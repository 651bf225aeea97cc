//! Third-party contact directory lookups.

use std::sync::Arc;

use async_trait::async_trait;
use serde::{Deserialize, Serialize};

use crate::error::CollaboratorResult;

/// One address a directory knows for a domain.
#[derive(Debug, Clone, PartialEq, Eq, Serialize, Deserialize)]
pub struct DirectoryContact {
    /// The address as the provider returned it, unvalidated.
    pub value: String,
    /// Provider confidence, 0..=100.
    pub confidence: u8,
}

impl DirectoryContact {
    pub fn new(value: impl Into<String>, confidence: u8) -> Self {
        Self {
            value: value.into(),
            confidence,
        }
    }
}

#[async_trait]
pub trait DirectoryLookup: Send + Sync {
    /// Every contact the directory lists for `domain`.
    async fn domain_search(&self, domain: &str) -> CollaboratorResult<Vec<DirectoryContact>>;
}

#[async_trait]
impl<T: DirectoryLookup + ?Sized> DirectoryLookup for Arc<T> {
    async fn domain_search(&self, domain: &str) -> CollaboratorResult<Vec<DirectoryContact>> {
        (**self).domain_search(domain).await
    }
}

————

Exercise aim:
Write out the whole listing again, keeping every character as it is.

Worked solution:
repository 651bf225aeea97cc
//! Third-party contact directory lookups.

use std::sync::Arc;

use async_trait::async_trait;
use serde::{Deserialize, Serialize};

use crate::error::CollaboratorResult;

/// One address a directory knows for a domain.
#[derive(Debug, Clone, PartialEq, Eq, Serialize, Deserialize)]
pub struct DirectoryContact {
    /// The address as the provider returned it, unvalidated.
    pub value: String,
    /// Provider confidence, 0..=100.
    pub confidence: u8,
}

impl DirectoryContact {
    pub fn new(value: impl Into<String>, confidence: u8) -> Self {
        Self {
            value: value.into(),
            confidence,
        }
    }
}

#[async_trait]
pub trait DirectoryLookup: Send + Sync {
    /// Every contact the directory lists for `domain`.
    async fn domain_search(&self, domain: &str) -> CollaboratorResult<Vec<DirectoryContact>>;
}

#[async_trait]
impl<T: DirectoryLookup + ?Sized> DirectoryLookup for Arc<T> {
    async fn domain_search(&self, domain: &str) -> CollaboratorResult<Vec<DirectoryContact>> {
        (**self).domain_search(domain).await
    }
}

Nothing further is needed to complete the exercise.